Floating is a bartending technique where a liquor or ingredient is layered at the top of a drink. The cocktails or shots produced with this technique are known as either a Pousse-café or a layered drink.  Although the amount of alcohol used in a float is only about half an ounce, it enhances the tone flavor of the drink at hand.

Physical principle 
Floating liqueurs is based on buoyancy. Anything less dense than a fluid floats on top of that fluid. This holds for solids, like a piece of wood on top of water, as well as for other liquids, like of oil on top of water. Oil and water do not mix, but it also happens for fluids that do mix. Any two liquids which have a different density can be floated on top of each other. The buoyancy force prevents the fluids from mixing immediately, although the fluids do mix eventually over time, if they mix at all. To prevent the fluids from mixing through turbulence, it is important to pour them very slowly during layering.

Barkeepers often do not talk about density, but call fluids 'lighter' and 'heavier' or refer to 'specific gravity', which means the same. If two identical volumes of fluids are compared, the denser one weighs more than the lighter one.
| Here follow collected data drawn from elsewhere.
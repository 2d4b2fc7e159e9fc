//! In-memory publishers for testing
//!
//! Provides publishers that record what they were given and fail on demand,
//! so flush behaviour can be exercised without a real collector.
//!
//! ## Usage
//!
//! ```rust,ignore
//! use outbox_flush::{FlakyPublisher, RecordingPublisher};
//!
//! let recorder = RecordingPublisher::<String>::new();
//! recorder.set_failing(true); // every publish now returns Unavailable
//!
//! // Fail every third attempt of an otherwise healthy publisher
//! let flaky = FlakyPublisher::new(RecordingPublisher::<String>::new(), 3);
//! ```

use std::sync::atomic::{AtomicBool, AtomicUsize, Ordering};
use std::time::Duration;

use async_trait::async_trait;
use parking_lot::Mutex;

use crate::error::PublishError;
use crate::publisher::Publisher;

/// Publisher that keeps every accepted batch in memory
#[derive(Debug)]
pub struct RecordingPublisher<T> {
    batches: Mutex<Vec<Vec<T>>>,
    failing: AtomicBool,
    attempts: AtomicUsize,
    delay: Option<Duration>,
}

impl<T> Default for RecordingPublisher<T> {
    fn default() -> Self {
        Self::new()
    }
}

impl<T> RecordingPublisher<T> {
    /// Create a publisher that accepts everything
    pub fn new() -> Self {
        Self {
            batches: Mutex::new(Vec::new()),
            failing: AtomicBool::new(false),
            attempts: AtomicUsize::new(0),
            delay: None,
        }
    }

    /// Sleep for `delay` inside every publish call
    pub fn with_delay(mut self, delay: Duration) -> Self {
        self.delay = Some(delay);
        self
    }

    /// Make subsequent publishes fail (or succeed again)
    pub fn set_failing(&self, failing: bool) {
        self.failing.store(failing, Ordering::SeqCst);
    }

    /// Number of publish calls seen, successful or not
    pub fn attempts(&self) -> usize {
        self.attempts.load(Ordering::SeqCst)
    }

    /// Number of accepted batches
    pub fn batch_count(&self) -> usize {
        self.batches.lock().len()
    }
}

impl<T: Clone> RecordingPublisher<T> {
    /// Accepted batches in publish order
    pub fn batches(&self) -> Vec<Vec<T>> {
        self.batches.lock().clone()
    }

    /// Every accepted event, flattened in publish order
    pub fn published(&self) -> Vec<T> {
        self.batches.lock().iter().flatten().cloned().collect()
    }
}

#[async_trait]
impl<T> Publisher<T> for RecordingPublisher<T>
where
    T: Clone + Send + Sync,
{
    async fn publish(&self, events: &[&T]) -> Result<(), PublishError> {
        self.attempts.fetch_add(1, Ordering::SeqCst);

        if let Some(delay) = self.delay {
            tokio::time::sleep(delay).await;
        }

        if self.failing.load(Ordering::SeqCst) {
            return Err(PublishError::unavailable("recording publisher set to fail"));
        }

        self.batches
            .lock()
            .push(events.iter().map(|event| (*event).clone()).collect());
        Ok(())
    }

    fn name(&self) -> &str {
        "recording"
    }
}

/// Wraps a publisher and fails every `fail_every`-th attempt
#[derive(Debug)]
pub struct FlakyPublisher<P> {
    inner: P,
    fail_every: usize,
    attempts: AtomicUsize,
    failures: AtomicUsize,
}

impl<P> FlakyPublisher<P> {
    /// Fail attempts `fail_every`, `2 * fail_every`, ...; zero never fails
    pub fn new(inner: P, fail_every: usize) -> Self {
        Self {
            inner,
            fail_every,
            attempts: AtomicUsize::new(0),
            failures: AtomicUsize::new(0),
        }
    }

    /// The wrapped publisher
    pub fn inner(&self) -> &P {
        &self.inner
    }

    /// Number of injected failures so far
    pub fn failures(&self) -> usize {
        self.failures.load(Ordering::SeqCst)
    }
}

#[async_trait]
impl<T, P> Publisher<T> for FlakyPublisher<P>
where
    T: Send + Sync,
    P: Publisher<T>,
{
    async fn publish(&self, events: &[&T]) -> Result<(), PublishError> {
        let attempt = self.attempts.fetch_add(1, Ordering::SeqCst) + 1;
        if self.fail_every > 0 && attempt % self.fail_every == 0 {
            self.failures.fetch_add(1, Ordering::SeqCst);
            return Err(PublishError::unavailable(format!(
                "injected failure on attempt {attempt}"
            )));
        }
        self.inner.publish(events).await
    }

    fn name(&self) -> &str {
        "flaky"
    }
}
Floating Liqueurs in practice 
Floating only works if the denser liquor is poured into the glass first. If the lighter one is poured in first, the denser one falls through to the bottom of the glass, which creates a lot of unwanted turbulence. Densities of common cocktail ingredients can be looked up online, or one uses the following rule of thumb. Sweet liqueurs with low proof are the heaviest, and dry liqueurs with high proof the lightest.